To tie in with the play, Toneelhuis with the support of the European Union mounted an audience development project on the theme of exclusion and the use of language. Toneelhuis produced a long-read in several languages entitled Test of Civilisation, and worked with the Journalism Department at AP-Hogeschool in Antwerp on an intensive, participative external relations project called Invisible Cities. Herewith an interim report on related activities in the various cities.
The multilingual long-read Test of Civilisation was compiled from news items in 2015-16 relating to the flood of refugees and Europe’s powerlessness to deal with this phenomenon politically and by the media. These events are linked to an overview of Europe in the run-up to the First World War and the period between the wars. It is left to the readers to spot any similarities in a bid to make them more aware of the way in which politicians and journalists carefully choose their words with the clear intention of influencing a group of people.
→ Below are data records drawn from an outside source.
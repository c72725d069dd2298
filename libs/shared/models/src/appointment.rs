use std::fmt;

use chrono::NaiveDate;
use serde::{Deserialize, Serialize};
use uuid::Uuid;

/// Snapshot of a booked appointment as the appointment store returns it for
/// one business and date. Start/end are `"HH:MM"` strings on the wire; the
/// availability cell parses them when it derives booked ranges.
#[derive(Debug, Clone, PartialEq, Eq, Serialize, Deserialize)]
#[serde(rename_all = "camelCase")]
pub struct Appointment {
    pub id: Uuid,
    pub customer_id: Uuid,
    pub business_id: Uuid,
    pub date: NaiveDate,
    pub start_time: String,
    pub end_time: String,
    pub status: AppointmentStatus,
}

#[derive(Debug, Clone, Copy, PartialEq, Eq, Serialize, Deserialize)]
#[serde(rename_all = "kebab-case")]
pub enum AppointmentStatus {
    Pending,
    Confirmed,
    Cancelled,
    Completed,
    NoShow,
}

impl AppointmentStatus {
    /// Cancelled appointments keep their record but release their time range.
    pub fn is_cancelled(self) -> bool {
        matches!(self, AppointmentStatus::Cancelled)
    }
}

impl fmt::Display for AppointmentStatus {
    fn fmt(&self, f: &mut fmt::Formatter<'_>) -> fmt::Result {
        match self {
            AppointmentStatus::Pending => write!(f, "pending"),
            AppointmentStatus::Confirmed => write!(f, "confirmed"),
            AppointmentStatus::Cancelled => write!(f, "cancelled"),
            AppointmentStatus::Completed => write!(f, "completed"),
            AppointmentStatus::NoShow => write!(f, "no-show"),
        }
    }
}
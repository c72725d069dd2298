pub mod appointment;
pub mod business;
pub mod time;

// Re-export the domain types for external use
pub use appointment::{Appointment, AppointmentStatus};
pub use business::{WeeklyWorkingHours, WorkingWindow};
pub use time::{InvalidTimeOfDay, TimeOfDay};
Test of Civilisation will be used as educational material in schools in the European performance venues.
Several European partners, or theatres in the performance venues, in cooperation with a local journalism or communication course, are also producing new, local portraits of people who are excluded and adding these to the Invisible Cities digital platform. The European partners taking part are Le Phénix (Valenciennes, FR), MC Amiens (FR), Istanbul Theatre Festival (TR), Temporada Alta (Girona, ES) and RomaEuropa (Rome, IT).
The following is a report by Hugo Dewasmes, head of communications for Le Phénix, on the activities relating to the long-read in Valenciennes:
In Valenciennes, 135 students worked on Les Bienveillantes (The Kindly Ones). The long-read served as a springboard for further reflection and deeper understanding. It is essential that we interest younger generations in history because oblivion and indifference are the greatest threat, particularly in the light of the extreme movements emerging in Europe.
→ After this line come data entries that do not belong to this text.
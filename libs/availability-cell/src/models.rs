// libs/availability-cell/src/models.rs
use chrono::NaiveDate;
use serde::{Deserialize, Serialize};
use thiserror::Error;

use shared_models::{Appointment, InvalidTimeOfDay, TimeOfDay};

// ==============================================================================
// SLOT COMPUTATION MODELS
// ==============================================================================

/// The time range held by an existing, non-cancelled appointment. Immutable
/// snapshot for the duration of one computation; `start < end` is guaranteed
/// by the appointment store, and overlaps between ranges carry no meaning.
#[derive(Debug, Clone, Copy, PartialEq, Eq, Serialize, Deserialize)]
pub struct BookedRange {
    #[serde(rename = "startTime")]
    pub start: TimeOfDay,
    #[serde(rename = "endTime")]
    pub end: TimeOfDay,
}

impl BookedRange {
    pub fn new(start: TimeOfDay, end: TimeOfDay) -> Self {
        Self { start, end }
    }

    /// Derive the booked range for an appointment snapshot. Cancelled
    /// appointments release their range and yield `None`; malformed stored
    /// times fail fast instead of producing wrong slots.
    pub fn from_appointment(appointment: &Appointment) -> Result<Option<Self>, AvailabilityError> {
        if appointment.status.is_cancelled() {
            return Ok(None);
        }

        let start = appointment.start_time.parse()?;
        let end = appointment.end_time.parse()?;
        Ok(Some(Self { start, end }))
    }
}

/// A bookable window of the requested service duration. Produced fresh on
/// every computation; it has no identity beyond its value.
#[derive(Debug, Clone, Copy, PartialEq, Eq, Serialize, Deserialize)]
#[serde(rename_all = "camelCase")]
pub struct AvailableSlot {
    pub start_time: TimeOfDay,
    pub end_time: TimeOfDay,
}

/// One slot computation's full input, assembled per request and discarded
/// after use. `open < close` is the caller's responsibility (checked via the
/// working window's closed flag before the query is built).
#[derive(Debug, Clone)]
pub struct SlotQuery {
    pub open: TimeOfDay,
    pub close: TimeOfDay,
    pub booked_ranges: Vec<BookedRange>,
    pub duration_minutes: i32,
}

// ==============================================================================
// REQUEST/RESPONSE MODELS
// ==============================================================================

/// Booked range as it arrives over the wire, raw `"HH:MM"` strings.
#[derive(Debug, Clone, PartialEq, Eq, Serialize, Deserialize)]
#[serde(rename_all = "camelCase")]
pub struct BookedRangeRequest {
    pub start_time: String,
    pub end_time: String,
}

impl TryFrom<&BookedRangeRequest> for BookedRange {
    type Error = InvalidTimeOfDay;

    fn try_from(request: &BookedRangeRequest) -> Result<Self, Self::Error> {
        Ok(Self {
            start: request.start_time.parse()?,
            end: request.end_time.parse()?,
        })
    }
}

/// Availability for one business on one date. An empty slot list with
/// `is_closed: false` means the day is fully booked or too short for the
/// requested duration; `is_closed: true` means the engine was never run.
#[derive(Debug, Clone, PartialEq, Eq, Serialize, Deserialize)]
#[serde(rename_all = "camelCase")]
pub struct DayAvailability {
    pub date: NaiveDate,
    pub is_closed: bool,
    pub available_slots: Vec<AvailableSlot>,
}

// ==============================================================================
// ERRORS
// ==============================================================================

#[derive(Error, Debug)]
pub enum AvailabilityError {
    #[error("invalid time format: {0}")]
    InvalidTimeFormat(#[from] InvalidTimeOfDay),

    #[error("invalid duration {0}: must be a positive number of minutes")]
    InvalidDuration(i32),

    #[error("{0} not found")]
    NotFound(String),

    #[error("store error: {0}")]
    Store(String),
}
Elie Wiesel, winner of the Nobel Peace Prize in 1986, spoke of the dangers of ignoring history. ‘To forget would be not only dangerous but offensive; to forget the dead would be akin to killing them a second time.’
Having placed the book in its context, students went to see the performance. A journalist from reported La Voix du Nord reported their impressions.
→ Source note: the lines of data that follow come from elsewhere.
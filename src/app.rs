//! Applications resolved from the host root
//!
//! Every entry under the host root is one application:
//! - a directory (or a symlink to one) is served by worker processes
//!   speaking HTTP over Unix sockets
//! - a file holding a port number is forwarded to `localhost:<port>`

use crate::config::AppSettings;
use crate::error::AppError;
use crate::worker::{Signal, Worker};
use parking_lot::Mutex;
use std::collections::VecDeque;
use std::io;
use std::path::{Path, PathBuf};
use std::pin::Pin;
use std::sync::atomic::{AtomicU64, Ordering};
use std::sync::{Arc, Weak};
use std::task::{Context, Poll};
use tokio::io::{AsyncRead, AsyncWrite, ReadBuf};
use tokio::net::{TcpStream, UnixStream};
use tracing::{debug, error, info};

/// Marker that forces a restart on every request while present
pub const ALWAYS_RESTART_FILE: &str = "always_restart.txt";
/// Marker whose mtime, when newer than a worker's socket, requests a restart
pub const RESTART_FILE: &str = "restart.txt";

/// What an entry under the host root configures
#[derive(Debug, Clone, PartialEq, Eq)]
pub enum ApplicationKind {
    /// Directory served by spawned workers; `path` is canonical
    Process { path: PathBuf },
    /// Fixed TCP port on localhost
    PortForward { port: u16 },
}

impl ApplicationKind {
    /// Classify `<host_root>/<name>`.
    ///
    /// This reads the filesystem on every call so edits between calls are
    /// observed.
    pub fn classify(name: &str, settings: &AppSettings) -> Result<Self, AppError> {
        if !is_valid_name(name) {
            debug!(app = name, "Rejecting invalid application name");
            return Err(AppError::no_such_app(name));
        }

        let entry = settings.host_root.join(name);
        let meta = match std::fs::symlink_metadata(&entry) {
            Ok(meta) => meta,
            Err(e) => {
                debug!(app = name, path = %entry.display(), error = %e, "No application entry");
                return Err(AppError::no_such_app(name));
            }
        };

        let resolved = if meta.file_type().is_symlink() {
            match std::fs::canonicalize(&entry) {
                Ok(target) => target,
                Err(_) => {
                    let target = std::fs::read_link(&entry).unwrap_or_default();
                    error!(
                        app = name,
                        link = %entry.display(),
                        target = %target.display(),
                        "Dangling symlink"
                    );
                    return Err(AppError::no_such_app(name));
                }
            }
        } else {
            entry
        };

        if resolved.is_dir() {
            let path = std::fs::canonicalize(&resolved).unwrap_or(resolved);
            return Ok(ApplicationKind::Process { path });
        }

        let content = std::fs::read_to_string(&resolved).unwrap_or_default();
        match content.trim().parse::<i64>() {
            Ok(port) if port > 0 => match u16::try_from(port) {
                Ok(port) => Ok(ApplicationKind::PortForward { port }),
                Err(_) => {
                    error!(app = name, path = %resolved.display(), port, "Port number out of range");
                    Err(AppError::no_such_app(name))
                }
            },
            _ => {
                error!(
                    app = name,
                    path = %resolved.display(),
                    "Could not read port number from file"
                );
                Err(AppError::no_such_app(name))
            }
        }
    }
}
The students had all known about the Holocaust from history lessons and a few television reports, but what really concerned them was the realization that the narrator of The Kindly Ones is an executioner, a fact rendered all the more shocking because you don’t expect it. Very few of the students had ever thought about what went on in the minds of those who carried out the atrocities; the stories had always been about the suffering of the victims.
Finally – and the students stressed this point too – one of the roles of art is to investigate people’s concerns. Having direct contact with the stage and with the actors in Les Bienveillantes undoubtedly reinforced the already considerable impact of Jonathan Littell’s words. ‘That’s also what theatre is for’, was the students’ main conclusion about their experience. The performance was an opportunity for the students to question not only how they relate to history, but also how they relate to art, and to theatre in particular.”
Handan Uzal, Operation Coordinator of the Istanbul Theatre Festival, described the external relations project in Istanbul (TR):“In Istanbul four students worked on the Invisible Cities project, creating online portraits of people living there who they considered to be in some way ‘invisible’ in the city. The students working on the project reported feeling empowered by the fact that their input was published on the digital platform. At the same time, they felt they had the opportunity to empower those they interviewed. The students’ sense of empowerment also stemmed from the fact that their interviews gave those ‘invisible’ people a kind of ‘visibility.’ The questions asked by the students made them aware of how those ‘invisible’ people feel when others look at them and label them without really knowing their stories and histories. At the same time, the long-read enabled them to draw comparisons with history and to remember that discrimination and prejudice were also rife in the past, paving the way for extreme movements and terrible atrocities. Through their involvement in the project, the students realized that words that sound innocent enough on the surface may contain the seeds of prejudice and trigger the mechanisms of discrimination.”
In Girona the launch of the Catalan portraits is currently being prepared in cooperation with the local newspaper El Pont/Avui. Portraits of people who are excluded here in Flanders have appeared in the Gazet van Antwerpen and in Het Belang van Limburg. In Girona thirty Cultural Communication students from the University of Girona (udG) and four Creative Photography students from the ERAM university worked on their contribution to Invisible Cities.
An interview with Guy Cassiers has been published in the newspaper El Pais.